Points and similar instances of things that divide, themselves being indivisible, are realized in consciousness in the same manner as privations.

A similar account may be given of all other cases, e.g. how evil or black is cognized; they are cognized, in a sense, by means of their contraries. That which cognizes must have an element of potentiality in its being, and one of the contraries must be in it. But if there is anything that has no contrary, then it knows itself and is actually and possesses independent existence.
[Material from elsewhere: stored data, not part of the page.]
// Sequencer module - Pattern model, transport clock and look-ahead scheduling
// Playback and metronome share one poll-and-drain scheduler

pub mod clock;
pub mod metronome;
pub mod pattern;
pub mod player;
pub mod scheduler;
pub mod timeline;

pub use clock::{AudioClock, SampleClock, SystemClock, TransportClock};
pub use metronome::{Beat, ClickCadence, ClickType, Metronome, MetronomeSettings};
pub use pattern::{Pattern, PatternError, PatternStore, StepGrid, Track};
pub use player::{PatternCadence, PatternScheduler, RestartPolicy, StepPosition};
pub use scheduler::{Cadence, Cursor, Dispatched, Drive, LookAhead, Scheduler, SchedulerState};
pub use timeline::{Tempo, TimeSignature};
Assertion is the saying of something concerning something, e.g. affirmation, and is in every case either true or false: this is not always the case with mind: the thinking of the definition in the sense of the constitutive essence is never in error nor is it the assertion of something concerning something, but, just as while the seeing of the special object of sight can never be in error, the belief that the white object seen is a man may be mistaken, so too in the case of objects which are without matter.

Part 7

Actual knowledge is identical with its object: potential knowledge in the individual is in time prior to actual knowledge but in the universe it has no priority even in time; for all things that come into being arise from what actually is. In the case of sense clearly the sensitive faculty already was potentially what the object makes it to be actually; the faculty is not affected or altered. This must therefore be a different kind from movement; for movement is, as we saw, an activity of what is imperfect, activity in the unqualified sense, i.e. that of what has been perfected, is different from movement.